Aim of the task:
Could you copy out all the lines in the material below where the word "context" occurs?

Records supplied START

use thiserror::Error;

/// Unified error type for git-deploy operations
#[derive(Error, Debug)]
pub enum DeployError {
    #[error("Unknown tag format: {tag}")]
    UnknownTagFormat { tag: String },

    #[error("Unknown release type: {release}")]
    UnknownReleaseType { release: String },

    #[error("No release type given and no terminal to ask on (choose one of: {choices})")]
    ReleaseRequired { choices: String },

    #[error("FAILED: git tag {tag}: {reason}")]
    GitTagFailed { tag: String, reason: String },

    #[error("FAILED: git push: {reason}")]
    GitPushFailed { reason: String },

    #[error("FAILED: git push --tags: {reason}")]
    GitPushTagsFailed { reason: String },

    #[error("You need to specify the --set-{name} argument!")]
    MissingOption { name: String },

    #[error("Placeholder {token} reappears after substitution; check the --set-* values")]
    SubstitutionLoop { token: String },

    #[error("Git operation failed: {0}")]
    Git(#[from] git2::Error),

    #[error("Configuration error: {0}")]
    Config(String),

    #[error("Remote operation failed: {0}")]
    Remote(String),

    #[error("I/O error: {0}")]
    Io(#[from] std::io::Error),
}

/// Convenience type alias for Results in git-deploy
pub type Result<T> = std::result::Result<T, DeployError>;

impl DeployError {
    /// Create a configuration error with context
    pub fn config(msg: impl Into<String>) -> Self {
        DeployError::Config(msg.into())
    }

    /// Create a remote error with context
    pub fn remote(msg: impl Into<String>) -> Self {
        DeployError::Remote(msg.into())
    }

    pub fn unknown_tag_format(tag: impl Into<String>) -> Self {
        DeployError::UnknownTagFormat { tag: tag.into() }
    }

    pub fn unknown_release_type(release: impl Into<String>) -> Self {
        DeployError::UnknownReleaseType {
            release: release.into(),
        }
    }

    pub fn missing_option(name: impl Into<String>) -> Self {
        DeployError::MissingOption { name: name.into() }
    }
}

#[cfg(test)]
mod tests {
    use super::*;

    #[test]
    fn test_error_display() {
        let err = DeployError::config("test config issue");
        assert_eq!(err.to_string(), "Configuration error: test config issue");
    }

    #[test]
    fn test_error_from_io() {
        let io_err = std::io::Error::new(std::io::ErrorKind::NotFound, "file not found");
        let err: DeployError = io_err.into();
        assert!(err.to_string().contains("I/O error"));
    }

    #[test]
    fn test_unknown_tag_format_names_the_tag() {
        let err = DeployError::unknown_tag_format("v1.2");
        assert_eq!(err.to_string(), "Unknown tag format: v1.2");
    }

    #[test]
    fn test_unknown_release_type_names_the_key() {
        let err = DeployError::unknown_release_type("huge");
        assert_eq!(err.to_string(), "Unknown release type: huge");
    }

    #[test]
    fn test_missing_option_names_the_flag() {
        let err = DeployError::missing_option("branch");
        assert_eq!(
            err.to_string(),
            "You need to specify the --set-branch argument!"
        );
    }

    #[test]
    fn test_git_step_failures_are_distinguishable() {
        let errors = vec![
            (
                DeployError::GitTagFailed {
                    tag: "v1.0.0".to_string(),
                    reason: "exists".to_string(),
                },
                "FAILED: git tag v1.0.0",
            ),
            (
                DeployError::GitPushFailed {
                    reason: "rejected".to_string(),
                },
                "FAILED: git push:",
            ),
            (
                DeployError::GitPushTagsFailed {
                    reason: "rejected".to_string(),
                },
                "FAILED: git push --tags",
            ),
        ];

        for (err, expected_prefix) in errors {
            let msg = err.to_string();
            assert!(
                msg.starts_with(expected_prefix),
                "Error message should start with '{}', but got '{}'",
                expected_prefix,
                msg
            );
        }
    }

    #[test]
    fn test_release_required_lists_choices() {
        let err = DeployError::ReleaseRequired {
            choices: "major, minor, patch".to_string(),
        };
        assert!(err.to_string().contains("major, minor, patch"));
    }
}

Records supplied END

Solution below:
    /// Create a configuration error with context
    /// Create a remote error with context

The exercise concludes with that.